Saved data entries
****
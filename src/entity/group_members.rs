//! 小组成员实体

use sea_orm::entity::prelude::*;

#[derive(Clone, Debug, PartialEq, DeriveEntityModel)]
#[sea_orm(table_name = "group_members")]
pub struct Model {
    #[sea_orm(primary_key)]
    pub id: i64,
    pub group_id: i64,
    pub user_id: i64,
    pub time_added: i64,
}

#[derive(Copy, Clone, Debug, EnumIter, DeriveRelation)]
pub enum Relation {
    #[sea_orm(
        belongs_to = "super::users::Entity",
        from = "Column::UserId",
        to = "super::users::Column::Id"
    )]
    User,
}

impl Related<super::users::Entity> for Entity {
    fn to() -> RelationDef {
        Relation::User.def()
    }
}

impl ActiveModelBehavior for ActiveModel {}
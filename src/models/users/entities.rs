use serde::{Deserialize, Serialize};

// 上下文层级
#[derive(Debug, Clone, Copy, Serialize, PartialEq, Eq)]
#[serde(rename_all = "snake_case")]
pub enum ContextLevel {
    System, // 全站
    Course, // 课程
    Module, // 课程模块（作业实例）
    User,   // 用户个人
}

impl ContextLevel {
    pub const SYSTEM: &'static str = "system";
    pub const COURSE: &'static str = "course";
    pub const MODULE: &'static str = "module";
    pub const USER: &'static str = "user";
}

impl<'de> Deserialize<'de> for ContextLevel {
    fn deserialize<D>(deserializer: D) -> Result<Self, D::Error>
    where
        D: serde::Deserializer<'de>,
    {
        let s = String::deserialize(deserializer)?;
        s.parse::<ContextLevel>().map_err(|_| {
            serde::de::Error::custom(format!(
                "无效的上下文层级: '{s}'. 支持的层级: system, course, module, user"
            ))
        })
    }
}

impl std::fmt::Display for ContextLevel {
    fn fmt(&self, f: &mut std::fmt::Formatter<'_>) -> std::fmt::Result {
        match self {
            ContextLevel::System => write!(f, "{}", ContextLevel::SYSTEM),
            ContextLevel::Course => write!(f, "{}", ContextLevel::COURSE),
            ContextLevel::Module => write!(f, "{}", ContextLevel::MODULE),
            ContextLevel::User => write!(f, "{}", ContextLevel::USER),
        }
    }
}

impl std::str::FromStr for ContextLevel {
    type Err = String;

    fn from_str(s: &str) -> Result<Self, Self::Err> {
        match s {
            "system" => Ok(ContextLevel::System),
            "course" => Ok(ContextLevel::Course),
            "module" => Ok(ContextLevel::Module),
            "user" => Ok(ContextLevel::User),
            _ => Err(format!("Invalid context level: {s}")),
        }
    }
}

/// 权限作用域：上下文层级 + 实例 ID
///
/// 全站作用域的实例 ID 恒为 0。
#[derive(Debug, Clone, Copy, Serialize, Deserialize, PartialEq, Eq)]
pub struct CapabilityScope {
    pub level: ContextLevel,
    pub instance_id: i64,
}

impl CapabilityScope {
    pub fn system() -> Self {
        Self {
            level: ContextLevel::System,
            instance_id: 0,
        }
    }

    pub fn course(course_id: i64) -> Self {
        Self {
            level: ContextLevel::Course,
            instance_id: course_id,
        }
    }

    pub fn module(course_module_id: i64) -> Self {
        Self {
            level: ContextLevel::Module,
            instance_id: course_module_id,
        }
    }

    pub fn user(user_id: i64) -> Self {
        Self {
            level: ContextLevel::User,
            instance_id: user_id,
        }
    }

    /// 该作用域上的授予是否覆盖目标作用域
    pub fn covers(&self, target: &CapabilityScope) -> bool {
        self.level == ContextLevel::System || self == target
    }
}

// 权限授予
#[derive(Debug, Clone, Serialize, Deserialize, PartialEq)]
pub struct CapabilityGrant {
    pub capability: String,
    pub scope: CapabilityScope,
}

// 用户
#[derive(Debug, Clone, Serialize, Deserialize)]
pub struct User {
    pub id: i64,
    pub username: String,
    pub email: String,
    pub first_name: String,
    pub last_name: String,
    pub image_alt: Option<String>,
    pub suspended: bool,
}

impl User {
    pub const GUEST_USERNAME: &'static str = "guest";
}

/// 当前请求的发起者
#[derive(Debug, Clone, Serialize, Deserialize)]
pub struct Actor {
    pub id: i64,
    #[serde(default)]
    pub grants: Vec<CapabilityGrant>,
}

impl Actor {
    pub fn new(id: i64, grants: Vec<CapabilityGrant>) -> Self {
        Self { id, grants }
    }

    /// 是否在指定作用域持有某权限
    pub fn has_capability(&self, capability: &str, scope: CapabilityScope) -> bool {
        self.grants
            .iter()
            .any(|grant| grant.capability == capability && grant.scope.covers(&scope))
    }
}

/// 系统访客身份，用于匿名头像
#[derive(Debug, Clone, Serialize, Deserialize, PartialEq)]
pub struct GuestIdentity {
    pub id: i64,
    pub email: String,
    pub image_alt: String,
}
****
* Exercise brief
Print the data above exactly.

* Your response
filename src/entity/group_members.rs
//! 小组成员实体

use sea_orm::entity::prelude::*;

#[derive(Clone, Debug, PartialEq, DeriveEntityModel)]
#[sea_orm(table_name = "group_members")]
pub struct Model {
    #[sea_orm(primary_key)]
    pub id: i64,
    pub group_id: i64,
    pub user_id: i64,
    pub time_added: i64,
}

#[derive(Copy, Clone, Debug, EnumIter, DeriveRelation)]
pub enum Relation {
    #[sea_orm(
        belongs_to = "super::users::Entity",
        from = "Column::UserId",
        to = "super::users::Column::Id"
    )]
    User,
}

impl Related<super::users::Entity> for Entity {
    fn to() -> RelationDef {
        Relation::User.def()
    }
}

impl ActiveModelBehavior for ActiveModel {}
filename src/models/users/entities.rs
use serde::{Deserialize, Serialize};

// 上下文层级
#[derive(Debug, Clone, Copy, Serialize, PartialEq, Eq)]
#[serde(rename_all = "snake_case")]
pub enum ContextLevel {
    System, // 全站
    Course, // 课程
    Module, // 课程模块（作业实例）
    User,   // 用户个人
}

impl ContextLevel {
    pub const SYSTEM: &'static str = "system";
    pub const COURSE: &'static str = "course";
    pub const MODULE: &'static str = "module";
    pub const USER: &'static str = "user";
}

impl<'de> Deserialize<'de> for ContextLevel {
    fn deserialize<D>(deserializer: D) -> Result<Self, D::Error>
    where
        D: serde::Deserializer<'de>,
    {
        let s = String::deserialize(deserializer)?;
        s.parse::<ContextLevel>().map_err(|_| {
            serde::de::Error::custom(format!(
                "无效的上下文层级: '{s}'. 支持的层级: system, course, module, user"
            ))
        })
    }
}

impl std::fmt::Display for ContextLevel {
    fn fmt(&self, f: &mut std::fmt::Formatter<'_>) -> std::fmt::Result {
        match self {
            ContextLevel::System => write!(f, "{}", ContextLevel::SYSTEM),
            ContextLevel::Course => write!(f, "{}", ContextLevel::COURSE),
            ContextLevel::Module => write!(f, "{}", ContextLevel::MODULE),
            ContextLevel::User => write!(f, "{}", ContextLevel::USER),
        }
    }
}

impl std::str::FromStr for ContextLevel {
    type Err = String;

    fn from_str(s: &str) -> Result<Self, Self::Err> {
        match s {
            "system" => Ok(ContextLevel::System),
            "course" => Ok(ContextLevel::Course),
            "module" => Ok(ContextLevel::Module),
            "user" => Ok(ContextLevel::User),
            _ => Err(format!("Invalid context level: {s}")),
        }
    }
}

/// 权限作用域：上下文层级 + 实例 ID
///
/// 全站作用域的实例 ID 恒为 0。
#[derive(Debug, Clone, Copy, Serialize, Deserialize, PartialEq, Eq)]
pub struct CapabilityScope {
    pub level: ContextLevel,
    pub instance_id: i64,
}

impl CapabilityScope {
    pub fn system() -> Self {
        Self {
            level: ContextLevel::System,
            instance_id: 0,
        }
    }

    pub fn course(course_id: i64) -> Self {
        Self {
            level: ContextLevel::Course,
            instance_id: course_id,
        }
    }

    pub fn module(course_module_id: i64) -> Self {
        Self {
            level: ContextLevel::Module,
            instance_id: course_module_id,
        }
    }

    pub fn user(user_id: i64) -> Self {
        Self {
            level: ContextLevel::User,
            instance_id: user_id,
        }
    }

    /// 该作用域上的授予是否覆盖目标作用域
    pub fn covers(&self, target: &CapabilityScope) -> bool {
        self.level == ContextLevel::System || self == target
    }
}

// 权限授予
#[derive(Debug, Clone, Serialize, Deserialize, PartialEq)]
pub struct CapabilityGrant {
    pub capability: String,
    pub scope: CapabilityScope,
}

// 用户
#[derive(Debug, Clone, Serialize, Deserialize)]
pub struct User {
    pub id: i64,
    pub username: String,
    pub email: String,
    pub first_name: String,
    pub last_name: String,
    pub image_alt: Option<String>,
    pub suspended: bool,
}

impl User {
    pub const GUEST_USERNAME: &'static str = "guest";
}

/// 当前请求的发起者
#[derive(Debug, Clone, Serialize, Deserialize)]
pub struct Actor {
    pub id: i64,
    #[serde(default)]
    pub grants: Vec<CapabilityGrant>,
}

impl Actor {
    pub fn new(id: i64, grants: Vec<CapabilityGrant>) -> Self {
        Self { id, grants }
    }

    /// 是否在指定作用域持有某权限
    pub fn has_capability(&self, capability: &str, scope: CapabilityScope) -> bool {
        self.grants
            .iter()
            .any(|grant| grant.capability == capability && grant.scope.covers(&scope))
    }
}

/// 系统访客身份，用于匿名头像
#[derive(Debug, Clone, Serialize, Deserialize, PartialEq)]
pub struct GuestIdentity {
    pub id: i64,
    pub email: String,
    pub image_alt: String,
}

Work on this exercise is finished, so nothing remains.